§ **YOUR GOAL**
Your answer needs to include each line of the records in which the string "orchestration" can be found.

Saved data entries:
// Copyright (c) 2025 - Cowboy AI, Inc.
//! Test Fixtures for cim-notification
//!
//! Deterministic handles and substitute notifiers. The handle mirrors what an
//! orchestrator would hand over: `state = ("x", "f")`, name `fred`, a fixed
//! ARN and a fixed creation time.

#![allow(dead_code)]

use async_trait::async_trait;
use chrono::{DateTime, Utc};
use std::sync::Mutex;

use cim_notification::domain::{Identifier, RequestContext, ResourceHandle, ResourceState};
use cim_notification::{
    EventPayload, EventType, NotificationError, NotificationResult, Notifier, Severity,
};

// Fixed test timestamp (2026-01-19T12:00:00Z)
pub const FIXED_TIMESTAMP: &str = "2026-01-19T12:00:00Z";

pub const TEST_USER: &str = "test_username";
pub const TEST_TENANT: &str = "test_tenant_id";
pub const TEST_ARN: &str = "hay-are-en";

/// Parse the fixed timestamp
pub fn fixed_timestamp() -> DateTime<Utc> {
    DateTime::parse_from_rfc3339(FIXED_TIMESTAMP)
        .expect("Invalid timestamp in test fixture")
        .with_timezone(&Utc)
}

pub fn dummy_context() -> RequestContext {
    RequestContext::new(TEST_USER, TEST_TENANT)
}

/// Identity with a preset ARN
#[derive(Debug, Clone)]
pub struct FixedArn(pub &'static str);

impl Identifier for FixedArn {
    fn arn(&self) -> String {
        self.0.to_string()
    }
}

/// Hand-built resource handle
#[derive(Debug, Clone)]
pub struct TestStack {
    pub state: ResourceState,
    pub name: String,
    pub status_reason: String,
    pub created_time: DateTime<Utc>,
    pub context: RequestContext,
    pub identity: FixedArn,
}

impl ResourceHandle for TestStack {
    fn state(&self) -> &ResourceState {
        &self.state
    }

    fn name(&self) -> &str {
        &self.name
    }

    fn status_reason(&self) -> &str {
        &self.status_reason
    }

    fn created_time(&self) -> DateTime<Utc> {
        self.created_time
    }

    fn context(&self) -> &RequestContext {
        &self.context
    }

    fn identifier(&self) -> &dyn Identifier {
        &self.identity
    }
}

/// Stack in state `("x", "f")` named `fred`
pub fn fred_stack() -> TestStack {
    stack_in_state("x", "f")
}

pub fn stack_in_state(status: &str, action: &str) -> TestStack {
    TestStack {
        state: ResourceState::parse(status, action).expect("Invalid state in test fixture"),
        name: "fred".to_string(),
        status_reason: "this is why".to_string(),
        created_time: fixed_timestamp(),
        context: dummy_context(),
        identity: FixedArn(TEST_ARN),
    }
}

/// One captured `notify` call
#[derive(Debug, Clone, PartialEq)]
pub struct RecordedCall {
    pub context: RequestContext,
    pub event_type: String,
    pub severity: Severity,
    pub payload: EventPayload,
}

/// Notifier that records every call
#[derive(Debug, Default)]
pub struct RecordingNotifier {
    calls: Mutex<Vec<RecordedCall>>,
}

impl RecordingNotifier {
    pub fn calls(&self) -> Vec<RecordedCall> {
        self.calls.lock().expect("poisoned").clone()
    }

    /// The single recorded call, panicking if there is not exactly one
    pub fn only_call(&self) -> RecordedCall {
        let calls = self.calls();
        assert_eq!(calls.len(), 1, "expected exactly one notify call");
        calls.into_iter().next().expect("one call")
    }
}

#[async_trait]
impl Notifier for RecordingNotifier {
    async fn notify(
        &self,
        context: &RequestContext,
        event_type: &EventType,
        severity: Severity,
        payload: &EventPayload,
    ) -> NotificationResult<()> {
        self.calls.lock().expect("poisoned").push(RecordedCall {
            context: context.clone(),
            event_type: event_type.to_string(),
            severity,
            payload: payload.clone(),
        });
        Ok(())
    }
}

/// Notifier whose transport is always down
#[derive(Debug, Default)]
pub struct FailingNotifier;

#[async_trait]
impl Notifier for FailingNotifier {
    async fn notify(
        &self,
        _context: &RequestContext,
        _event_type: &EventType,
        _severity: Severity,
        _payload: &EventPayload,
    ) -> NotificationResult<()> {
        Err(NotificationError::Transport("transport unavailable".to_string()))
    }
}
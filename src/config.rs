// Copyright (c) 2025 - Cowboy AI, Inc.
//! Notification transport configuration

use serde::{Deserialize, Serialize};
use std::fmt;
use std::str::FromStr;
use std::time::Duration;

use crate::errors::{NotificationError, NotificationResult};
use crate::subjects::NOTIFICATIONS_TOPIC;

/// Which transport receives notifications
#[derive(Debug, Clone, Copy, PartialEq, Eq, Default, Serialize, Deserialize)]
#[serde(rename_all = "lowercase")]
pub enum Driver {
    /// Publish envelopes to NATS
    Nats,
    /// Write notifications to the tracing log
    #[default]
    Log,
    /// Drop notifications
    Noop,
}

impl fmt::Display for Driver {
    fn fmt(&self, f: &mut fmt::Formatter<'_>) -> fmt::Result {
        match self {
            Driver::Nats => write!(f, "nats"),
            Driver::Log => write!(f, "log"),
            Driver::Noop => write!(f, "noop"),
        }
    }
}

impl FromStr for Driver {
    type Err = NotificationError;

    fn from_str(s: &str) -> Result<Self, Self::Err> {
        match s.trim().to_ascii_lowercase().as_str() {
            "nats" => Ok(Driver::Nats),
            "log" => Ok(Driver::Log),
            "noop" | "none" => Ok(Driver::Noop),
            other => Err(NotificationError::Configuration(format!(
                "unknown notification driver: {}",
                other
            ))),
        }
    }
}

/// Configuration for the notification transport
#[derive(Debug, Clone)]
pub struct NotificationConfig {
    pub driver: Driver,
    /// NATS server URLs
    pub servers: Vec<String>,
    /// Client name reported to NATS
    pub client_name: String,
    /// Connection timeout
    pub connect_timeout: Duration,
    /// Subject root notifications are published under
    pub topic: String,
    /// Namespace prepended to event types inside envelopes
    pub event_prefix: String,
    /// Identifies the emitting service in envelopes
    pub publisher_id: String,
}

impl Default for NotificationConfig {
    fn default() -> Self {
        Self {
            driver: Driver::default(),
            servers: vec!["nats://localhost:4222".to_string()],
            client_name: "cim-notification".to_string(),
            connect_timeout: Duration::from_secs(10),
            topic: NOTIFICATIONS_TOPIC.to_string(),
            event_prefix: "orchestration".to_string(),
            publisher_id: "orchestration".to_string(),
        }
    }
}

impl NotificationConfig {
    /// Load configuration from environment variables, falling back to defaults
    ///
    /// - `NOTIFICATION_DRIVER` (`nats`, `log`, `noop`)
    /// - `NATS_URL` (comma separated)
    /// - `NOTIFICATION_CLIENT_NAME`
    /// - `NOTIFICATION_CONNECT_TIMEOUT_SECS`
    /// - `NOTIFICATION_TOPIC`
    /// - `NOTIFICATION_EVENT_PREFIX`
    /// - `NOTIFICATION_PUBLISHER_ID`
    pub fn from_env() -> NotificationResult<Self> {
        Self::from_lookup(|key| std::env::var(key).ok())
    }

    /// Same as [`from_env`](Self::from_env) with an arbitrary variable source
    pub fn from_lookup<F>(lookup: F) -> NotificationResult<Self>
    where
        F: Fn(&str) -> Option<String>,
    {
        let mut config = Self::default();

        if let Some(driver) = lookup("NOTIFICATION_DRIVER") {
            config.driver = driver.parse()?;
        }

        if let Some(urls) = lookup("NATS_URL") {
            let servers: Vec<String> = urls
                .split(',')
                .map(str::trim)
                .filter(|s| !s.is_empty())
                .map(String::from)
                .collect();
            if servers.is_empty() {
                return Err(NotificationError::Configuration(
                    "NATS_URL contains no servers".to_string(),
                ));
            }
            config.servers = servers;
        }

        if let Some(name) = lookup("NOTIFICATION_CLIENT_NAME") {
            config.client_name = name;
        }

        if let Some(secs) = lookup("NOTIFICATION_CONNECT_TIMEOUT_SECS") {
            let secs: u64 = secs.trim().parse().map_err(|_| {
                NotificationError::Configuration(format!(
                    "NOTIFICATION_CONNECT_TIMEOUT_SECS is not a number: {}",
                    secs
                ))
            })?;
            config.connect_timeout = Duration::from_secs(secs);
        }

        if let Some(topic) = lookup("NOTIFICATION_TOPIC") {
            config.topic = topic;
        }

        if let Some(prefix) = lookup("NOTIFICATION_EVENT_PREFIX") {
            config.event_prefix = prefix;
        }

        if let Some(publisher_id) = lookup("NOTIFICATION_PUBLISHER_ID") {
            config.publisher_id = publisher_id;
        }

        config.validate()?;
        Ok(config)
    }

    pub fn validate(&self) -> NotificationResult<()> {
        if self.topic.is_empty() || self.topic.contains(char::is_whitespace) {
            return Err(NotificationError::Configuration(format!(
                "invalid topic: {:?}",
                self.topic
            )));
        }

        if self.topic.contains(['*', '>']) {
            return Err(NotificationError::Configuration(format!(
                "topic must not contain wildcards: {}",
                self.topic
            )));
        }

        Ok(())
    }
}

§ **ANSWER AREA**
            event_prefix: "orchestration".to_string(),
            publisher_id: "orchestration".to_string(),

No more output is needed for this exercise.